* _What you will do_:
Give back the full set of entries that follows, exactly as written.

* _Data excerpts_:
//! Alert dialogs raised by dashboard interactions.

use serde::{Deserialize, Serialize};

use crate::dashboard::{QuickAction, Statistic};

/// Number of unread notifications reported by the header bell.
pub const PENDING_NOTIFICATIONS: usize = 3;

/// A modal message with a title and body.
#[derive(Debug, Clone, PartialEq, Eq, Serialize, Deserialize)]
pub struct Alert {
    /// Dialog title.
    pub title: String,
    /// Dialog body.
    pub body: String,
}

impl Alert {
    /// Creates an alert.
    #[must_use]
    pub fn new(title: impl Into<String>, body: impl Into<String>) -> Self {
        Self {
            title: title.into(),
            body: body.into(),
        }
    }

    /// Alert shown when a statistic card is pressed.
    ///
    /// # Examples
    ///
    /// ```
    /// use gridline_protocol::{Alert, dummy::sample_dashboard};
    ///
    /// let data = sample_dashboard();
    /// let alert = Alert::for_statistic(&data.statistics[0]);
    /// assert_eq!(alert.title, "Total Sales");
    /// assert_eq!(alert.body, "Detailed view for Total Sales");
    /// ```
    #[must_use]
    pub fn for_statistic(stat: &Statistic) -> Self {
        Self::new(&stat.title, format!("Detailed view for {}", stat.title))
    }

    /// Alert shown when a quick action is pressed.
    #[must_use]
    pub fn for_quick_action(action: &QuickAction) -> Self {
        Self::new(&action.title, format!("{} pressed", action.title))
    }

    /// Alert shown by the header menu button.
    #[must_use]
    pub fn menu() -> Self {
        Self::new("Menu", "Menu opened")
    }

    /// Alert shown by the header notification button.
    #[must_use]
    pub fn notifications() -> Self {
        Self::new(
            "Notifications",
            format!("You have {PENDING_NOTIFICATIONS} notifications"),
        )
    }

    /// Alert shown by the header profile button.
    #[must_use]
    pub fn profile() -> Self {
        Self::new("Profile", "Profile opened")
    }
}

#[cfg(test)]
mod tests {
    use super::*;
    use crate::dashboard::{Accent, Icon};

    #[test]
    fn quick_action_alert_text() {
        let action = QuickAction::new("Add Product", Icon::AddBox, Accent::Primary);
        let alert = Alert::for_quick_action(&action);
        assert_eq!(alert.title, "Add Product");
        assert_eq!(alert.body, "Add Product pressed");
    }

    #[test]
    fn header_alerts() {
        assert_eq!(Alert::menu().body, "Menu opened");
        assert_eq!(Alert::notifications().body, "You have 3 notifications");
        assert_eq!(Alert::profile().title, "Profile");
    }
}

* _Exercise solution_:
//! Alert dialogs raised by dashboard interactions.

use serde::{Deserialize, Serialize};

use crate::dashboard::{QuickAction, Statistic};

/// Number of unread notifications reported by the header bell.
pub const PENDING_NOTIFICATIONS: usize = 3;

/// A modal message with a title and body.
#[derive(Debug, Clone, PartialEq, Eq, Serialize, Deserialize)]
pub struct Alert {
    /// Dialog title.
    pub title: String,
    /// Dialog body.
    pub body: String,
}

impl Alert {
    /// Creates an alert.
    #[must_use]
    pub fn new(title: impl Into<String>, body: impl Into<String>) -> Self {
        Self {
            title: title.into(),
            body: body.into(),
        }
    }

    /// Alert shown when a statistic card is pressed.
    ///
    /// # Examples
    ///
    /// ```
    /// use gridline_protocol::{Alert, dummy::sample_dashboard};
    ///
    /// let data = sample_dashboard();
    /// let alert = Alert::for_statistic(&data.statistics[0]);
    /// assert_eq!(alert.title, "Total Sales");
    /// assert_eq!(alert.body, "Detailed view for Total Sales");
    /// ```
    #[must_use]
    pub fn for_statistic(stat: &Statistic) -> Self {
        Self::new(&stat.title, format!("Detailed view for {}", stat.title))
    }

    /// Alert shown when a quick action is pressed.
    #[must_use]
    pub fn for_quick_action(action: &QuickAction) -> Self {
        Self::new(&action.title, format!("{} pressed", action.title))
    }

    /// Alert shown by the header menu button.
    #[must_use]
    pub fn menu() -> Self {
        Self::new("Menu", "Menu opened")
    }

    /// Alert shown by the header notification button.
    #[must_use]
    pub fn notifications() -> Self {
        Self::new(
            "Notifications",
            format!("You have {PENDING_NOTIFICATIONS} notifications"),
        )
    }

    /// Alert shown by the header profile button.
    #[must_use]
    pub fn profile() -> Self {
        Self::new("Profile", "Profile opened")
    }
}

#[cfg(test)]
mod tests {
    use super::*;
    use crate::dashboard::{Accent, Icon};

    #[test]
    fn quick_action_alert_text() {
        let action = QuickAction::new("Add Product", Icon::AddBox, Accent::Primary);
        let alert = Alert::for_quick_action(&action);
        assert_eq!(alert.title, "Add Product");
        assert_eq!(alert.body, "Add Product pressed");
    }

    #[test]
    fn header_alerts() {
        assert_eq!(Alert::menu().body, "Menu opened");
        assert_eq!(Alert::notifications().body, "You have 3 notifications");
        assert_eq!(Alert::profile().title, "Profile");
    }
}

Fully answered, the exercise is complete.